Check each line of the entries. Copy the ones that contain the string "Starred".

START The records

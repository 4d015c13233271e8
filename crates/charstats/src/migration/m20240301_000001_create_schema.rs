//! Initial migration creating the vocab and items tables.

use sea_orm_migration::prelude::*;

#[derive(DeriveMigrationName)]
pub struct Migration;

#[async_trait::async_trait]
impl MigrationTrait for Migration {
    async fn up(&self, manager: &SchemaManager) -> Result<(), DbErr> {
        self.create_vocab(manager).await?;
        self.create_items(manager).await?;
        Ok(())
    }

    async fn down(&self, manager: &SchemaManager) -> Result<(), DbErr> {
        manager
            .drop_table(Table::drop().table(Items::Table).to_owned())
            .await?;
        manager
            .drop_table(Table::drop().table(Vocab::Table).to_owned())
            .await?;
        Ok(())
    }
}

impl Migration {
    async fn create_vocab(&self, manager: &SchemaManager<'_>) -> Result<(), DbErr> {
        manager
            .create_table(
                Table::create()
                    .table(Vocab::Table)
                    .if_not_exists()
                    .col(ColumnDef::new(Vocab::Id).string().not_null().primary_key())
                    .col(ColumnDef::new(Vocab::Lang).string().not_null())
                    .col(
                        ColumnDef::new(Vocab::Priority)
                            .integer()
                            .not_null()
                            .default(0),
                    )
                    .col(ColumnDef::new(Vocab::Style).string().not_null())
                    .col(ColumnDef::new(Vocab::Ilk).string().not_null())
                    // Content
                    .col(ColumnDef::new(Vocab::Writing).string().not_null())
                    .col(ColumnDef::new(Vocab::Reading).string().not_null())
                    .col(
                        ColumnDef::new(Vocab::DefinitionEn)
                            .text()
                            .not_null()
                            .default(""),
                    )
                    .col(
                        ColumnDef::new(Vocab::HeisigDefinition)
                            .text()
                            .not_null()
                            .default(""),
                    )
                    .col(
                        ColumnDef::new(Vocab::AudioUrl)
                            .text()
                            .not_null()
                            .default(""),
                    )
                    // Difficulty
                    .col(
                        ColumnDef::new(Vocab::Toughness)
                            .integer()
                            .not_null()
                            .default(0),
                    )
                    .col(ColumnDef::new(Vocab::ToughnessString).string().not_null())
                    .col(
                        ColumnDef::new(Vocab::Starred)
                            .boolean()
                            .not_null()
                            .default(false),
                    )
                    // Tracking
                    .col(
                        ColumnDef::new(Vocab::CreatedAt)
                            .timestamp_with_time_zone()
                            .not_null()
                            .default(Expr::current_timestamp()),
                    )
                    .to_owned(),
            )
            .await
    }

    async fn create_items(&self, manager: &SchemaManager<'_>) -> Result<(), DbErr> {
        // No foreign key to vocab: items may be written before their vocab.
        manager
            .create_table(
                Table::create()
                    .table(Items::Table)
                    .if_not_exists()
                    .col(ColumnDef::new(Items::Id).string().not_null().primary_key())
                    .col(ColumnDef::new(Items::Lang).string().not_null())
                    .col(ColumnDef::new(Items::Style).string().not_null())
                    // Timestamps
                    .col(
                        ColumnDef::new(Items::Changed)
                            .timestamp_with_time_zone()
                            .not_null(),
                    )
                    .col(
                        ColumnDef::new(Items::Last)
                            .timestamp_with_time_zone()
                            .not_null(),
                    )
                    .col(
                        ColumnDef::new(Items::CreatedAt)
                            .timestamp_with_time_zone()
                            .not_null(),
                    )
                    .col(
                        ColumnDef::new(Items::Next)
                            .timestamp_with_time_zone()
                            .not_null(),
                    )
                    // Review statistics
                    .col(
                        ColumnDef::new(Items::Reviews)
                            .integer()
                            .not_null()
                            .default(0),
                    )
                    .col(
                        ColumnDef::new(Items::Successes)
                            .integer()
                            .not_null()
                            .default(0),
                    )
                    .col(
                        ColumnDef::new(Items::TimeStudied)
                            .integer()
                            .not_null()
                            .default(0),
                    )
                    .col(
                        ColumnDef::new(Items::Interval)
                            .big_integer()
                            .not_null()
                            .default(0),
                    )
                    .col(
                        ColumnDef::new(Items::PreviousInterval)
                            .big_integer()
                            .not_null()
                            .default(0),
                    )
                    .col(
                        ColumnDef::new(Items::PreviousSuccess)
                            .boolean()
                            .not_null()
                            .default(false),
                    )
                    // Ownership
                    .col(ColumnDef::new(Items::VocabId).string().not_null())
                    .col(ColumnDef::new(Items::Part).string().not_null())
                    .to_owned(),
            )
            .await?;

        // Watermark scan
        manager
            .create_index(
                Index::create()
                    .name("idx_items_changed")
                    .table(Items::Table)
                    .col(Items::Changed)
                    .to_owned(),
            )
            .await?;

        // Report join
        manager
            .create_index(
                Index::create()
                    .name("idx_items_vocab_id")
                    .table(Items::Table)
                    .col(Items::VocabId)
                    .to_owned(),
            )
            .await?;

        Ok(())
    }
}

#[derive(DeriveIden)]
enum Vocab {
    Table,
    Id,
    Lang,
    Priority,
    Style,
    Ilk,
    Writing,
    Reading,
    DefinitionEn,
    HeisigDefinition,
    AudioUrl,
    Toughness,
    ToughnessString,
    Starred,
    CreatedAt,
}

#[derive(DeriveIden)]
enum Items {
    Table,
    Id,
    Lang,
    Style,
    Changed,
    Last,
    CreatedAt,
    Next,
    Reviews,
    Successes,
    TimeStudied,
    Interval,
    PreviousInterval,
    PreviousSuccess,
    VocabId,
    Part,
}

END The records
START The records

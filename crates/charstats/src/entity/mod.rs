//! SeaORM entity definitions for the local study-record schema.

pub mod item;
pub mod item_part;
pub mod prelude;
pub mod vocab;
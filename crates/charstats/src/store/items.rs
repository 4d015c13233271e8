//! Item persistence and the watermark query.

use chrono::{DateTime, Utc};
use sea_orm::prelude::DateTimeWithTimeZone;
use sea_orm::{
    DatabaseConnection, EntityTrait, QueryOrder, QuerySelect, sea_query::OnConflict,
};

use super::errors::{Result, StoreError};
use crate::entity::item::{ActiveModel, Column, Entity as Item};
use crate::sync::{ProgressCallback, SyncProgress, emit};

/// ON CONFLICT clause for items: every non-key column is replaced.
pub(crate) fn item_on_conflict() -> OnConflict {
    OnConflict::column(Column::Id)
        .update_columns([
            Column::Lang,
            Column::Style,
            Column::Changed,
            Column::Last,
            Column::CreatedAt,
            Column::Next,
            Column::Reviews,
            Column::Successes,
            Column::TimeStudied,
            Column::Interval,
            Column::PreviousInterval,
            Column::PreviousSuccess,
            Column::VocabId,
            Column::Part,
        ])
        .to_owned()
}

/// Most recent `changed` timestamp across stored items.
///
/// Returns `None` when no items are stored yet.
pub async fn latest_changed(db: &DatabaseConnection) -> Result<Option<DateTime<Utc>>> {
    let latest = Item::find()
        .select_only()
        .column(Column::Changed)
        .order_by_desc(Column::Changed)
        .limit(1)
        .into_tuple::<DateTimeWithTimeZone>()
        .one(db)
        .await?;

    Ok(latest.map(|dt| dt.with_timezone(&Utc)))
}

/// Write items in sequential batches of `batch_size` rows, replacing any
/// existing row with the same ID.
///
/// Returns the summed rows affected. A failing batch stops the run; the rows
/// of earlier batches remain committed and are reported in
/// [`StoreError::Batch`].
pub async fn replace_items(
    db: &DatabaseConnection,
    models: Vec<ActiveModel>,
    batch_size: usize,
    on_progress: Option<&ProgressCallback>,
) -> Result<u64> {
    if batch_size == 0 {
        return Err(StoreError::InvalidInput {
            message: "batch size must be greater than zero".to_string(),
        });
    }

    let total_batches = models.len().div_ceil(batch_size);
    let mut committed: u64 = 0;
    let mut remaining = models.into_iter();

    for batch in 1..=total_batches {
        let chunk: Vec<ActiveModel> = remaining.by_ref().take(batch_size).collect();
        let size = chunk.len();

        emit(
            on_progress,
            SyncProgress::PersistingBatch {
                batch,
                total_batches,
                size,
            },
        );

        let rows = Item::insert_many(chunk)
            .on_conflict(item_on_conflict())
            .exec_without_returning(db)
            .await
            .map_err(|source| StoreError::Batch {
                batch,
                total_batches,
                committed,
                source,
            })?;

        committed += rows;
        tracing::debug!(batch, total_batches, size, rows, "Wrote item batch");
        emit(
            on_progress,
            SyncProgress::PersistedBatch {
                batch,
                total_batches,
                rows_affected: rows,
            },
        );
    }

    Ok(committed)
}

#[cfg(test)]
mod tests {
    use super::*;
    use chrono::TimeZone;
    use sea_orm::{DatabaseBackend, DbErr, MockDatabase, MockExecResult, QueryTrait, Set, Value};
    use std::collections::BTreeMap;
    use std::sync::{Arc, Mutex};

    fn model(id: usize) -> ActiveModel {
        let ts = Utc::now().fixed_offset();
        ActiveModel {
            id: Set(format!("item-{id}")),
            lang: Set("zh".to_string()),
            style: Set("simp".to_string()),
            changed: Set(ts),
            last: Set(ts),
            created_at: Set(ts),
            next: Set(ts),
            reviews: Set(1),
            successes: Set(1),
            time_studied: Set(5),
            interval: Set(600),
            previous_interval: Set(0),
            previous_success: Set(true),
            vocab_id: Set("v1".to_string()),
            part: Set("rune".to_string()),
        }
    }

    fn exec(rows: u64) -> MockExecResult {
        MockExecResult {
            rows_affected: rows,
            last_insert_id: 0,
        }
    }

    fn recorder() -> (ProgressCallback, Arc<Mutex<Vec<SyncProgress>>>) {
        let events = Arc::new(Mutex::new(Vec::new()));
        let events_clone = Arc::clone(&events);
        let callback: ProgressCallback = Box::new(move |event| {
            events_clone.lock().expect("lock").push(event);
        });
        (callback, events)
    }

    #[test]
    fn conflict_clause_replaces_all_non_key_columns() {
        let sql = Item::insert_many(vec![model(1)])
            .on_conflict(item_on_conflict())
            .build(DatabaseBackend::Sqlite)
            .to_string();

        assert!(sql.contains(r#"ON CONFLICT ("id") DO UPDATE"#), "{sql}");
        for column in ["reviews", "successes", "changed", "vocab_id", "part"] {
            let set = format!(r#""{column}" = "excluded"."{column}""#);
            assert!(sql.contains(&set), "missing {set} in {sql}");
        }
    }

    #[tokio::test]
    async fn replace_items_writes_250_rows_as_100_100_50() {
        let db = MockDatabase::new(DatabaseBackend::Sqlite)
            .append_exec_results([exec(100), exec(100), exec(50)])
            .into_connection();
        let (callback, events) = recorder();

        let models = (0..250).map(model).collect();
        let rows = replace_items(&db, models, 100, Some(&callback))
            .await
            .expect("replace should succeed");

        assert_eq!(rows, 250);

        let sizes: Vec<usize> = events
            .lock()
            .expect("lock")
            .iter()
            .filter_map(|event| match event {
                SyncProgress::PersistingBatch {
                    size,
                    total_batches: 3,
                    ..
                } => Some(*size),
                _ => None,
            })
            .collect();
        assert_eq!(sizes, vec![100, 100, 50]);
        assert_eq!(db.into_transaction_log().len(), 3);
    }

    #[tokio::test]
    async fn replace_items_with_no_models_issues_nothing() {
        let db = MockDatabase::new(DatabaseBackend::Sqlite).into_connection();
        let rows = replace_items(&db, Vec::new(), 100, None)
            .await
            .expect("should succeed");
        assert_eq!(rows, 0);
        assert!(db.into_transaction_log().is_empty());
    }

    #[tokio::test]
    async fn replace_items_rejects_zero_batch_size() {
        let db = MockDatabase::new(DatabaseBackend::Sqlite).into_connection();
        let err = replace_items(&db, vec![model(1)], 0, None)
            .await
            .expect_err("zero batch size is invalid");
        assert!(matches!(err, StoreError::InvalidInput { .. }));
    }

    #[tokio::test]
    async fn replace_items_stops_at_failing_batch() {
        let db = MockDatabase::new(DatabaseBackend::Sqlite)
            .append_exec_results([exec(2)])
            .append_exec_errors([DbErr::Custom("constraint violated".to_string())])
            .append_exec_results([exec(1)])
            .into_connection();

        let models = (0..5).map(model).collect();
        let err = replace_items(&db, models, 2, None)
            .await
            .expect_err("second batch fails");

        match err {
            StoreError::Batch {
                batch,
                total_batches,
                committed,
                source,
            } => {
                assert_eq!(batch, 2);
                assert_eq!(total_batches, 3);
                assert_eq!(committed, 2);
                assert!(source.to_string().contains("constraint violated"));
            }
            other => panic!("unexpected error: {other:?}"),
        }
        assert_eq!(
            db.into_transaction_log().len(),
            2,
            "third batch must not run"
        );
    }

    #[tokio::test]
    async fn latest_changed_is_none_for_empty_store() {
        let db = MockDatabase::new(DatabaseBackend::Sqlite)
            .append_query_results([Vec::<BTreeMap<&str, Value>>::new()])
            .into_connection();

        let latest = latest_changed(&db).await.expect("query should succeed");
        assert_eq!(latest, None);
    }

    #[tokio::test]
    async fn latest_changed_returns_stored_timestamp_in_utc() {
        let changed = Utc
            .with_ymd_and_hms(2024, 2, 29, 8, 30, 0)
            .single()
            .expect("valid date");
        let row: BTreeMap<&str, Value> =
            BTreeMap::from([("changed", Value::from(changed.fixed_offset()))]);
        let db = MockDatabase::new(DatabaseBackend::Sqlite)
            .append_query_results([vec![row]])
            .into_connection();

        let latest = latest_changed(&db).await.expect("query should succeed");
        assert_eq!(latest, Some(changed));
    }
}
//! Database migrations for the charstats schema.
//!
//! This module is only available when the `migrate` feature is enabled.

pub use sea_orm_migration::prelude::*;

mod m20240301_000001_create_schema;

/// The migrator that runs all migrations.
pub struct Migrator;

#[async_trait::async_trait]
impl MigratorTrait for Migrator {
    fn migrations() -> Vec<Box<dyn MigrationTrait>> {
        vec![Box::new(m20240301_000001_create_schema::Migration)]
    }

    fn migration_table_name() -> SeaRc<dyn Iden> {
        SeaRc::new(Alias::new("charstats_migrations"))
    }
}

END The records
START The records

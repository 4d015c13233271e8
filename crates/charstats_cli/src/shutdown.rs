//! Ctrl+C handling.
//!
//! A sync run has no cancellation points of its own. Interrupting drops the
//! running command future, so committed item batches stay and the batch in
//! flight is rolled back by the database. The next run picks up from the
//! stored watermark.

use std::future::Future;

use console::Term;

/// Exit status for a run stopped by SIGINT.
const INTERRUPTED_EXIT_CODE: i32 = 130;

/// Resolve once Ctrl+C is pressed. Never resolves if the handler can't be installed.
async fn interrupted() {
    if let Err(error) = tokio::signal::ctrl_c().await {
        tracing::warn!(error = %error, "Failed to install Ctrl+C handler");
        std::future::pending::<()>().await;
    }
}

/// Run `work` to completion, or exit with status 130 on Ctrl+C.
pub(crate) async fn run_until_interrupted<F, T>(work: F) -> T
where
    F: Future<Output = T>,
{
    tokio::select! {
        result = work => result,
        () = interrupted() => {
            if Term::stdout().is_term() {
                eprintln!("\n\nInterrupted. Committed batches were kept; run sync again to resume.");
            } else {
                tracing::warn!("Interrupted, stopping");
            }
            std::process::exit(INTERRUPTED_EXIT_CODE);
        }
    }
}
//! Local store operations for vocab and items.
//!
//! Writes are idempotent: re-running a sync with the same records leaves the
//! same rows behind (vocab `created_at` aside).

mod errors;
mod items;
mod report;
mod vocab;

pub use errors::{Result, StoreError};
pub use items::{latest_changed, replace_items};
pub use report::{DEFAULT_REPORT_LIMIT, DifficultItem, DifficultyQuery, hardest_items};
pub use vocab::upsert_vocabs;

END The records

Exercise result:
                        ColumnDef::new(Vocab::Starred)
    Starred,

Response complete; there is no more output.